PCIe Gen 5.0 - Pretty Much Useless
Another key feature of the new Z690 platform is the addition of PCIe Gen 5.0 lanes. It looks like Intel wanted to be the first to each new IO and memory standard with Alder Lake but this one is quite useless. Yes, we know that new graphics cards are at some point going to come out & will feature support for PCIe Gen 5.0 hardware but existing graphics cards aren't even saturating the Gen 4 lanes entirely and we get another 2x bandwidth increase with Gen 5. Sure it offers future-proofing but I mean it would've been more beneficial as a consumer if those lanes were shared with one of the M.2 slots so next year when the new Gen 5 SSDs arrived, users could upgrade to make somewhat use of the new standard. But Intel decided to share all lanes to the PCIe slots & which to me is unnecessary and we will see if next-gen graphics cards are going to see any real-world benefit from it.
But all is not bad about having Gen 5.0 on the platform as certain motherboard vendors will be providing AICs with Gen 5 M.2 slots so you can slap that in one of the PCIe 5.0 slots and have a next-generation M.2 SSD running on your PC. But those AICs are only specific to the high-end motherboards.
So Is Alder Lake Worth The Hype? It Totally Is!
Intel's Alder Lake has many reasons for PC builders to be excited about. It's the fastest in gaming, it's a leap in multi-threaded performance for the blue team and it has a platform that offers the latest IO and memory standards. The Core i9-12900K is a really fast chip that is intended for users who are building PCs with the highest-end AIO and custom-loop cooling solutions. It's right there with the 5950X in terms of performance and even above & beyond in various applications while taking back the gaming throne.

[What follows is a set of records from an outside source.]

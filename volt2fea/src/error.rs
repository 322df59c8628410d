use std::{io, path::PathBuf};

use smol_str::SmolStr;
use thiserror::Error;
use write_fonts::{read::ReadError, types::Tag};

use crate::{ir::Skipped, names::NameKind};

#[derive(Debug, Error)]
pub enum Error {
    #[error("line {line}: {message}")]
    Parse { line: usize, message: String },
    #[error("lookup '{lookup}' has unknown flag '{flag}'")]
    UnknownFlag { lookup: SmolStr, flag: String },
    #[error("{} unsupported construct(s): {}", .0.len(), describe(.0))]
    Unsupported(Vec<Skipped>),
    #[error("{kind} names '{first}' and '{second}' are both written as '{sanitized}'")]
    Collision {
        kind: NameKind,
        sanitized: SmolStr,
        first: SmolStr,
        second: SmolStr,
    },
    #[error("{kind} name '{name}' is written as '{sanitized}', which is not a valid FEA name")]
    InvalidName {
        kind: NameKind,
        name: SmolStr,
        sanitized: SmolStr,
    },
    #[error("line {line}: {kind} '{name}' is defined more than once")]
    DuplicateDefinition {
        kind: &'static str,
        name: SmolStr,
        line: usize,
    },
    #[error("feature '{feature}' references undefined lookup '{lookup}'")]
    UndefinedLookup { feature: Tag, lookup: SmolStr },
    #[error("could not read path '{path}': '{inner}'")]
    Load { path: PathBuf, inner: io::Error },
    #[error("could not create file '{path}': '{inner}'")]
    FileWrite { path: PathBuf, inner: io::Error },
    #[error("could not read font data: '{0}'")]
    FontRead(#[from] ReadError),
    #[error("missing table '{0}'")]
    MissingTable(Tag),
    #[error("source is not valid UTF-8: '{0}'")]
    InvalidUtf8(#[from] std::str::Utf8Error),
    #[error(transparent)]
    YamlSerError(#[from] serde_yaml::Error),
    #[error("failed to format output")]
    Fmt(#[from] std::fmt::Error),
}

impl Error {
    pub(crate) fn parse(line: usize, message: impl Into<String>) -> Self {
        Error::Parse {
            line,
            message: message.into(),
        }
    }
}

fn describe(skipped: &[Skipped]) -> String {
    skipped
        .iter()
        .map(ToString::to_string)
        .collect::<Vec<_>>()
        .join("; ")
}
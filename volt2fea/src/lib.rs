//! Convert VOLT layout sources to OpenType feature files.
//!
//! Microsoft VOLT keeps its project source in a private `TSIV` table. This
//! crate reads that source (or a `.vtp` export of it), builds a small
//! intermediate representation ([`VoltFont`]) and writes it back out as FEA.
//! Glyph classes, groups, scripts, features and simple substitution lookups
//! are converted; everything else is reported as [`Skipped`].

#[cfg(feature = "cli")]
pub mod args;
mod blocks;
mod emit;
mod error;
mod glyphs;
mod groups;
pub mod ir;
mod lexer;
mod lookups;
pub mod names;
mod parse;
mod scripts;
pub mod source;

use std::collections::HashSet;

use bitflags::bitflags;
use log::debug;
use smol_str::SmolStr;

#[cfg(feature = "cli")]
pub use args::Args;
pub use emit::to_fea;
pub use error::Error;
pub use ir::{Skipped, VoltFont};

use blocks::SourceBlocks;

bitflags! {
    #[derive(Clone, Copy, Debug, PartialEq, Eq)]
    pub struct Flags: u32 {
        /// Fail instead of dropping constructs we can not convert
        const STRICT = 0b0001;
        /// Start the output with a comment listing what was not converted
        const ANNOTATE_SKIPPED = 0b0010;
    }
}

impl Default for Flags {
    fn default() -> Self {
        Flags::ANNOTATE_SKIPPED
    }
}

/// Build the intermediate representation of a VOLT source.
pub fn parse_source(source: &str) -> Result<VoltFont, Error> {
    let source = source::normalize_newlines(source);
    let tokens = lexer::tokenize(&source)?;
    let blocks = SourceBlocks::extract(&tokens)?;

    let (glyphs, glyph_classes) = glyphs::build(&blocks.glyphs)?;
    let groups = groups::build(&blocks.groups, &glyphs)?;
    let scripts = scripts::build(&blocks.scripts)?;
    let (lookups, skipped) =
        lookups::build(&blocks.substitutions, &blocks.positions, &blocks.anchors)?;

    let mut font = VoltFont {
        glyphs,
        glyph_classes,
        groups,
        scripts,
        lookups,
        skipped,
    };
    resolve_lookup_references(&mut font)?;
    Ok(font)
}

/// Drop feature references to lookups we skipped, recording each one.
///
/// A reference to a lookup that was never defined at all is an error.
fn resolve_lookup_references(font: &mut VoltFont) -> Result<(), Error> {
    let skipped_lookups = font
        .skipped
        .iter()
        .filter_map(Skipped::lookup_name)
        .cloned()
        .collect::<HashSet<SmolStr>>();

    let mut dropped = Vec::new();
    for feature in font
        .scripts
        .iter_mut()
        .flat_map(|script| script.lang_systems.iter_mut())
        .flat_map(|lang_sys| lang_sys.features.iter_mut())
    {
        let mut kept = Vec::with_capacity(feature.lookups.len());
        for lookup in feature.lookups.drain(..) {
            if font.lookups.contains_key(&lookup) {
                kept.push(lookup);
            } else if skipped_lookups.contains(&lookup) {
                debug!(
                    "dropping reference to skipped lookup '{lookup}' from '{}'",
                    feature.tag
                );
                dropped.push(Skipped::LookupReference {
                    feature: feature.tag,
                    script: feature.script,
                    language: feature.language,
                    lookup,
                });
            } else {
                return Err(Error::UndefinedLookup {
                    feature: feature.tag,
                    lookup,
                });
            }
        }
        feature.lookups = kept;
    }
    font.skipped.extend(dropped);
    Ok(())
}

/// A converted font: the representation and the FEA written from it.
#[derive(Clone, Debug)]
pub struct Conversion {
    pub font: VoltFont,
    pub fea: String,
}

impl Conversion {
    pub fn from_font(font: VoltFont, flags: Flags) -> Result<Self, Error> {
        if flags.contains(Flags::STRICT) && !font.skipped.is_empty() {
            return Err(Error::Unsupported(font.skipped));
        }
        let fea = to_fea(&font, flags)?;
        Ok(Conversion { font, fea })
    }

    /// Everything in the source that did not make it into the output.
    pub fn skipped(&self) -> &[Skipped] {
        &self.font.skipped
    }
}

/// Convert VOLT source text to FEA.
pub fn convert(source: &str, flags: Flags) -> Result<Conversion, Error> {
    Conversion::from_font(parse_source(source)?, flags)
}

/// Run a conversion as described by command line arguments.
///
/// Nothing is written, not even the IR dump, unless the conversion succeeds.
#[cfg(feature = "cli")]
pub fn run(args: &Args) -> Result<Conversion, Error> {
    let source = source::load(&args.input, args.index)?;
    let font = parse_source(&source)?;
    let ir = match &args.emit_ir {
        Some(ir_path) => Some((ir_path, serde_yaml::to_string(&font)?)),
        None => None,
    };
    let conversion = Conversion::from_font(font, args.flags())?;
    if let Some((ir_path, yaml)) = ir {
        std::fs::write(ir_path, yaml).map_err(|inner| Error::FileWrite {
            path: ir_path.clone(),
            inner,
        })?;
        debug!("wrote IR to {}", ir_path.display());
    }
    std::fs::write(&args.output, &conversion.fea).map_err(|inner| Error::FileWrite {
        path: args.output.clone(),
        inner,
    })?;
    log::info!(
        "wrote {} lookups and {} features to {}",
        conversion.font.lookups.len(),
        conversion.font.features().count(),
        args.output.display()
    );
    Ok(conversion)
}

#[cfg(test)]
mod tests {
    use pretty_assertions::assert_eq;
    use write_fonts::types::Tag;

    use super::*;

    const LIGA: &str = r#"DEF_GLYPH "f" ID 1 TYPE BASE END_GLYPH
DEF_GLYPH "f_f" ID 2 TYPE LIGATURE COMPONENTS 2 END_GLYPH
DEF_SCRIPT NAME "Latin" TAG "latn"
DEF_LANGSYS NAME "Default" TAG "dflt"
DEF_FEATURE NAME "Standard Ligatures" TAG "liga"
LOOKUP "liga ff"
LOOKUP "calt a"
END_FEATURE
END_LANGSYS
END_SCRIPT
DEF_LOOKUP "liga ff" PROCESS_BASE PROCESS_MARKS ALL DIRECTION LTR
IN_CONTEXT
END_CONTEXT
AS_SUBSTITUTION
SUB GLYPH "f" GLYPH "f"
WITH GLYPH "f_f"
END_SUB
END_SUBSTITUTION
DEF_LOOKUP "calt a" PROCESS_BASE PROCESS_MARKS ALL DIRECTION LTR
IN_CONTEXT
LEFT GLYPH "f"
END_CONTEXT
AS_SUBSTITUTION
SUB GLYPH "f" WITH GLYPH "f_f" END_SUB
END_SUBSTITUTION
"#;

    #[test]
    fn skipped_lookups_are_not_referenced() {
        let font = parse_source(LIGA).unwrap();
        let feature = font.features().next().unwrap();
        assert_eq!(feature.lookups, vec![SmolStr::from("liga ff")]);
        assert_eq!(
            font.skipped,
            vec![
                Skipped::ContextualSubstitution {
                    lookup: "calt a".into(),
                    line: 19
                },
                Skipped::LookupReference {
                    feature: Tag::new(b"liga"),
                    script: Tag::new(b"latn"),
                    language: Tag::new(b"dflt"),
                    lookup: "calt a".into(),
                },
            ]
        );
    }

    #[test]
    fn undefined_lookup_reference() {
        let source = LIGA.replace("LOOKUP \"calt a\"\n", "LOOKUP \"nope\"\n");
        let err = parse_source(&source).unwrap_err();
        assert_eq!(
            err.to_string(),
            "feature 'liga' references undefined lookup 'nope'"
        );
    }

    #[test]
    fn strict_refuses_skipped() {
        let err = convert(LIGA, Flags::STRICT).unwrap_err();
        let Error::Unsupported(skipped) = err else {
            panic!("expected unsupported, got {err:?}");
        };
        assert_eq!(skipped.len(), 2);
    }

    #[test]
    fn crlf_source() {
        let unix = convert(LIGA, Flags::default()).unwrap();
        let windows = convert(&LIGA.replace('\n', "\r\n"), Flags::default()).unwrap();
        assert_eq!(unix.fea, windows.fea);
    }

    #[test]
    fn conversion_is_deterministic() {
        let first = convert(LIGA, Flags::default()).unwrap();
        let second = convert(LIGA, Flags::default()).unwrap();
        assert_eq!(first.fea, second.fea);
    }

    #[cfg(feature = "cli")]
    mod cli {
        use std::path::Path;

        use clap::Parser;
        use pretty_assertions::assert_eq;
        use tempfile::tempdir;
        use write_fonts::FontBuilder;

        use super::*;
        use crate::source::TSIV;

        fn args(input: &Path, output: &Path, extra: &[&str]) -> Args {
            let mut argv = vec![
                "volt2fea".to_string(),
                input.display().to_string(),
                output.display().to_string(),
            ];
            argv.extend(extra.iter().map(|s| s.to_string()));
            Args::parse_from(argv)
        }

        #[test]
        fn converts_font() {
            let _ = env_logger::builder().is_test(true).try_init();
            let temp_dir = tempdir().unwrap();
            let font_path = temp_dir.path().join("font.ttf");
            let fea_path = temp_dir.path().join("font.fea");
            let font = FontBuilder::new()
                .add_raw(TSIV, LIGA.as_bytes())
                .build();
            std::fs::write(&font_path, font).unwrap();

            let conversion = run(&args(&font_path, &fea_path, &[])).unwrap();
            let written = std::fs::read_to_string(&fea_path).unwrap();
            assert_eq!(conversion.fea, written);
            assert!(written.contains("sub f f by f_f;"), "{written}");
            assert_eq!(conversion.skipped().len(), 2);
        }

        #[test]
        fn emits_ir() {
            let temp_dir = tempdir().unwrap();
            let vtp_path = temp_dir.path().join("font.vtp");
            let fea_path = temp_dir.path().join("font.fea");
            let ir_path = temp_dir.path().join("font.yml");
            std::fs::write(&vtp_path, LIGA).unwrap();

            run(&args(
                &vtp_path,
                &fea_path,
                &["--emit-ir", &ir_path.display().to_string()],
            ))
            .unwrap();
            let ir = std::fs::read_to_string(&ir_path).unwrap();
            assert!(ir.contains("liga ff"), "{ir}");
        }

        #[test]
        fn nothing_written_on_failure() {
            let temp_dir = tempdir().unwrap();
            let vtp_path = temp_dir.path().join("font.vtp");
            let fea_path = temp_dir.path().join("font.fea");
            std::fs::write(
                &vtp_path,
                LIGA.replace("DIRECTION LTR\nIN_CONTEXT\nEND_CONTEXT", "BOGUS"),
            )
            .unwrap();

            let err = run(&args(&vtp_path, &fea_path, &[])).unwrap_err();
            assert!(matches!(err, Error::UnknownFlag { .. }), "{err:?}");
            assert!(!fea_path.exists());
        }

        #[test]
        fn strict_writes_nothing() {
            let temp_dir = tempdir().unwrap();
            let vtp_path = temp_dir.path().join("font.vtp");
            let fea_path = temp_dir.path().join("font.fea");
            let ir_path = temp_dir.path().join("font.yml");
            std::fs::write(&vtp_path, LIGA).unwrap();

            let err = run(&args(
                &vtp_path,
                &fea_path,
                &["--strict", "--emit-ir", &ir_path.display().to_string()],
            ))
            .unwrap_err();
            assert!(matches!(err, Error::Unsupported(_)), "{err:?}");
            assert!(!fea_path.exists());
            assert!(!ir_path.exists());
        }

        #[test]
        fn missing_input() {
            let temp_dir = tempdir().unwrap();
            let err = run(&args(
                &temp_dir.path().join("nope.ttf"),
                &temp_dir.path().join("out.fea"),
                &[],
            ))
            .unwrap_err();
            assert!(matches!(err, Error::Load { .. }), "{err:?}");
        }
    }
}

But it is the Core i5-12600K that's going to be the game-changer for Intel. A chip that offers faster performance than the 5800X and 11900K at the price of a 5600X & even lower for the 'KF' variant. Unlike the 12900K, the 12600K runs cool and consumes much lower power, making it an ideal choice for consumers who want to build a fast mainstream gaming PC without spending too much in cooling and PSU upgrades. If you were really planning on getting a 5600X or a 5800X PC, then I'd advise you to change your plans and just get the 12600K, it's that sweet of a deal.
While the Core i9-12900K is the new gaming king, the Core i5-12600K is the new mainstream king and AMD needs to come up with something even more competitive than the 5600X and 3600X to match this little beast. Alder Lake with its added innovations & also additional features coming in the future through game developer integrations and hybrid architecture processor optimizations is surely to bring back PC builders to the blue team and get people excited about Intel CPUs once again!
Final Verdict - The 12th Gen Alder Lake lineup brings leading gaming performance back to the blue team along with a stellar increase to multi-threaded performance. The Intel 12900K is the new champ but the 12600K is going to be the hottest selling chip based on its highly competitive pricing and performance.